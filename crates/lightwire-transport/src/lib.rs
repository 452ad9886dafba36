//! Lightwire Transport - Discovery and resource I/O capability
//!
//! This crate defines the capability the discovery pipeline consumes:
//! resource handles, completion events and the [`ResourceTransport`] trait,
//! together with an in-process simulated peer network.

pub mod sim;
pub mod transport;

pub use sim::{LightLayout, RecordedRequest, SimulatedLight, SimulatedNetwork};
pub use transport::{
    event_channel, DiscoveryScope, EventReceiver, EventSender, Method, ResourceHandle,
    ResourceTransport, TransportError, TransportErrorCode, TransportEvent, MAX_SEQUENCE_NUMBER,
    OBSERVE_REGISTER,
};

_____

> [Work required]: What's wanted is a faithful copy of each entry above.

> [Exercise solution]:
filename crates/lightwire-transport/src/lib.rs
repository 452ad9886dafba36
//! Lightwire Transport - Discovery and resource I/O capability
//!
//! This crate defines the capability the discovery pipeline consumes:
//! resource handles, completion events and the [`ResourceTransport`] trait,
//! together with an in-process simulated peer network.

pub mod sim;
pub mod transport;

pub use sim::{LightLayout, RecordedRequest, SimulatedLight, SimulatedNetwork};
pub use transport::{
    event_channel, DiscoveryScope, EventReceiver, EventSender, Method, ResourceHandle,
    ResourceTransport, TransportError, TransportErrorCode, TransportEvent, MAX_SEQUENCE_NUMBER,
    OBSERVE_REGISTER,
};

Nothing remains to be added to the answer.